今、ここで。はっきりと自分は誰をすきなのかを伝えなくちゃ。それで、たとえ誰かが傷ついても。



「私はサンジ君がすき」

生まれて初めての告白。
すきだと言ったらサンジ君はどんな表情をして、どんな反応をするのかなと何度も考えてきた。だからこそ。その瞬間のサンジ君だけを、目に焼き付けるつもりで見ていたかったのに。

すきだと言った瞬間、私の目に一番にはいったのはルフィのすごく傷ついた表情だった。このだいすきな船長を、私はよろこばせたいのに、どうしてうまくいかない。そして私にとってルフィは"だいすきな船長"でしかないことを、また知る。


「ルフィ!」

待って欲しいと名前を呼んだ。

走り出していて立ち止まりも振り返りもしてくれない。私も後を追って走り出す。

私がどこかで捨てきれなかった期待は、残酷だった。ルフィなら。笑顔で祝福をしてくれるんじゃないかと期待をしていた。シシシと笑う姿を簡単に想像できるのに。


「ルフィ、ねぇ、待ってよ!」

走っても走っても追いつかない。

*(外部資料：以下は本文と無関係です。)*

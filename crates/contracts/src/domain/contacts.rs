use serde::{Deserialize, Serialize};

use crate::domain::common::Record;

/// Travel agent contact as stored by the backend.
#[derive(Debug, Clone, PartialEq, Serialize, Deserialize)]
#[serde(rename_all = "camelCase")]
pub struct TravelAgent {
    #[serde(rename = "_id")]
    pub id: String,
    pub name: String,
    #[serde(default)]
    pub registration_number: String,
    #[serde(default)]
    pub description: String,
    #[serde(default)]
    pub owner_name: String,
    #[serde(default)]
    pub designation: String,
    pub email: String,
    pub phone: String,
    #[serde(default)]
    pub alternate_phone: String,
    #[serde(default)]
    pub address: String,
    #[serde(default)]
    pub city: String,
    #[serde(default)]
    pub province: String,
    #[serde(default)]
    pub country: String,
    #[serde(default)]
    pub postal_code: String,
    #[serde(default)]
    pub website: String,
    #[serde(default)]
    pub facebook: String,
    #[serde(default)]
    pub instagram: String,
    #[serde(default)]
    pub status: String,
    #[serde(default)]
    pub logo_url: String,
    #[serde(default, skip_serializing_if = "Option::is_none")]
    pub created_at: Option<String>,
    #[serde(default, skip_serializing_if = "Option::is_none")]
    pub updated_at: Option<String>,
}

/// Editable fields of a travel agent, used as the draft for both create
/// (POST body) and edit (merged back into the record before PUT).
#[derive(Debug, Clone, Default, PartialEq, Serialize, Deserialize)]
#[serde(rename_all = "camelCase")]
pub struct TravelAgentDraft {
    pub name: String,
    #[serde(default)]
    pub registration_number: String,
    #[serde(default)]
    pub description: String,
    #[serde(default)]
    pub owner_name: String,
    #[serde(default)]
    pub designation: String,
    pub email: String,
    pub phone: String,
    #[serde(default)]
    pub alternate_phone: String,
    #[serde(default)]
    pub address: String,
    #[serde(default)]
    pub city: String,
    #[serde(default)]
    pub province: String,
    #[serde(default)]
    pub country: String,
    #[serde(default)]
    pub postal_code: String,
    #[serde(default)]
    pub website: String,
    #[serde(default)]
    pub facebook: String,
    #[serde(default)]
    pub instagram: String,
    #[serde(default)]
    pub status: String,
    #[serde(default)]
    pub logo_url: String,
}

impl TravelAgent {
    pub fn to_draft(&self) -> TravelAgentDraft {
        TravelAgentDraft {
            name: self.name.clone(),
            registration_number: self.registration_number.clone(),
            description: self.description.clone(),
            owner_name: self.owner_name.clone(),
            designation: self.designation.clone(),
            email: self.email.clone(),
            phone: self.phone.clone(),
            alternate_phone: self.alternate_phone.clone(),
            address: self.address.clone(),
            city: self.city.clone(),
            province: self.province.clone(),
            country: self.country.clone(),
            postal_code: self.postal_code.clone(),
            website: self.website.clone(),
            facebook: self.facebook.clone(),
            instagram: self.instagram.clone(),
            status: self.status.clone(),
            logo_url: self.logo_url.clone(),
        }
    }

    /// Merge an edited draft back into this record, stamping `updatedAt`.
    /// Identifier and `createdAt` are preserved.
    pub fn apply_draft(&self, draft: TravelAgentDraft, updated_at: String) -> TravelAgent {
        TravelAgent {
            id: self.id.clone(),
            name: draft.name,
            registration_number: draft.registration_number,
            description: draft.description,
            owner_name: draft.owner_name,
            designation: draft.designation,
            email: draft.email,
            phone: draft.phone,
            alternate_phone: draft.alternate_phone,
            address: draft.address,
            city: draft.city,
            province: draft.province,
            country: draft.country,
            postal_code: draft.postal_code,
            website: draft.website,
            facebook: draft.facebook,
            instagram: draft.instagram,
            status: draft.status,
            logo_url: draft.logo_url,
            created_at: self.created_at.clone(),
            updated_at: Some(updated_at),
        }
    }
}

impl Record for TravelAgent {
    fn id(&self) -> &str {
        &self.id
    }
}

#[cfg(test)]
mod tests {
    use super::*;

    #[test]
    fn test_wire_field_names() {
        let json = r#"{
            "_id": "abc123",
            "name": "Island Tours",
            "ownerName": "Jane Perera",
            "email": "jane@islandtours.lk",
            "phone": "+94 77 123 4567",
            "postalCode": "10100",
            "logoUrl": "https://cdn.example.com/logo.png",
            "createdAt": "2025-07-02T08:30:00.000Z"
        }"#;
        let agent: TravelAgent = serde_json::from_str(json).unwrap();
        assert_eq!(agent.id, "abc123");
        assert_eq!(agent.owner_name, "Jane Perera");
        assert_eq!(agent.postal_code, "10100");
        assert_eq!(agent.city, "");
        assert_eq!(agent.updated_at, None);
    }

    #[test]
    fn test_apply_draft_preserves_identity() {
        let agent: TravelAgent = serde_json::from_str(
            r#"{"_id":"x1","name":"A","email":"a@b.c","phone":"1","createdAt":"2025-01-01T00:00:00Z"}"#,
        )
        .unwrap();
        let mut draft = agent.to_draft();
        draft.name = "B".to_string();
        let updated = agent.apply_draft(draft, "2025-02-01T00:00:00Z".to_string());
        assert_eq!(updated.id, "x1");
        assert_eq!(updated.name, "B");
        assert_eq!(updated.created_at.as_deref(), Some("2025-01-01T00:00:00Z"));
        assert_eq!(updated.updated_at.as_deref(), Some("2025-02-01T00:00:00Z"));
    }

    #[test]
    fn test_draft_serializes_without_id() {
        let draft = TravelAgentDraft {
            name: "A".into(),
            email: "a@b.c".into(),
            phone: "1".into(),
            ..Default::default()
        };
        let value = serde_json::to_value(&draft).unwrap();
        assert!(value.get("_id").is_none());
        assert!(value.get("createdAt").is_none());
        assert_eq!(value["ownerName"], "");
    }
}
//! Staff page.

use contracts::domain::staff::{Staff, StaffDraft};
use contracts::domain::users::{UserDraft, UserRole};
use leptos::prelude::*;
use wasm_bindgen_futures::spawn_local;

use crate::domain::staff::api;
use crate::domain::staff::ui::assign_role::{account_draft, AssignRoleForm};
use crate::domain::staff::ui::details::StaffDetails;
use crate::domain::staff::ui::form::StaffForm;
use crate::domain::users as users_domain;
use crate::shared::collection;
use crate::shared::components::action_buttons::{selection_mode, ActionButtons, SelectionMode};
use crate::shared::components::dialog::{ActionColor, ConfirmDialog, DialogAction};
use crate::shared::components::table::{BadgeTone, CellValue, Column, DataTable, TableRow};
use crate::shared::components::toast::ToastService;
use crate::shared::components::ui::{Button, Input, MultiSelect};
use crate::shared::dates;
use crate::shared::dates::format_date;
use crate::shared::draft::{DraftState, RecordDraft};
use crate::shared::upload;
use crate::shared::validation;

const UPLOAD_FOLDER: &str = "staff/profiles";

pub const STATUSES: [&str; 3] = ["Active", "On Leave", "Resigned"];

fn status_tone(status: &str) -> BadgeTone {
    match status {
        "Active" => BadgeTone::Success,
        "On Leave" => BadgeTone::Warning,
        "Resigned" => BadgeTone::Danger,
        _ => BadgeTone::Neutral,
    }
}

fn columns() -> Vec<Column> {
    vec![
        Column::new("profile", "Profile"),
        Column::new("staff_id", "Staff ID").min_width(100),
        Column::new("name", "Name").min_width(160),
        Column::new("email", "Email").min_width(180),
        Column::new("phone", "Phone").min_width(130),
        Column::new("designation", "Designation").min_width(130),
        Column::new("department", "Department"),
        Column::new("joined", "Joined"),
        Column::new("status", "Status"),
    ]
}

fn to_row(staff: &Staff) -> TableRow {
    let profile = if staff.profile_image_url.is_empty() {
        CellValue::Empty
    } else {
        CellValue::Image {
            url: staff.profile_image_url.clone(),
            alt: staff.full_name(),
        }
    };
    TableRow::new(staff.id.clone())
        .cell("profile", profile)
        .text("staff_id", staff.staff_id.clone())
        .text("name", staff.full_name())
        .cell(
            "email",
            CellValue::Link {
                href: format!("mailto:{}", staff.email),
                text: staff.email.clone(),
                external: false,
            },
        )
        .text("phone", staff.phone.clone())
        .text("designation", staff.designation.clone())
        .text("department", staff.department.clone())
        .text("joined", format_date(&staff.joined_date))
        .cell(
            "status",
            CellValue::Badge {
                text: staff.status.clone(),
                tone: status_tone(&staff.status),
            },
        )
}

fn required_fields(fields: &StaffDraft) -> Vec<(&'static str, &str)> {
    vec![
        ("Staff ID", fields.staff_id.as_str()),
        ("First Name", fields.first_name.as_str()),
        ("Last Name", fields.last_name.as_str()),
        ("Email", fields.email.as_str()),
        ("Phone", fields.phone.as_str()),
        ("Designation", fields.designation.as_str()),
        ("Joined Date", fields.joined_date.as_str()),
        ("Status", fields.status.as_str()),
    ]
}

追いつくどころか、距離はひらいているような気がする。物理的にも心理的にも。遠い。


息を切らして立ち止まる。
荒くなった息を整えていると、後ろからゾロの声。


「ルフィを追うふりをしてコックから逃げて、結局はルフィも諦めて自分に言い訳か」


するどく睨みつける。けれどすぐに、睨む価値も無いと判断をする。だってそれでは、図星をつかれて怒っているようだから。認めたくない。


「…船長を傷つけた私を許せない?」

「…コックとビビ、2人きりだぞ」

「…!」


焦るのは、ビビがサンジ君をすきだから。サンジ君が、すきな子以外に「キライ」と言う男性じゃないから。

すぐに引き返そうとして、ルフィの姿が頭を過る。今そばに居なきゃいけないのは誰なんだろう。放っておいていいものはあるの。

みんながみんな、しあわせになれたらいいのに。


このままルフィを追うか、サンジ君の元へ引き返すか。悩む私の腕をつかんで。

「おれの方がおまえを幸せにできる」


なにを言っているのかと目を見ると、ゾロの瞳のなかの私は迷っていた。
迷っていた。

どうしたらいいのか、もうわからない。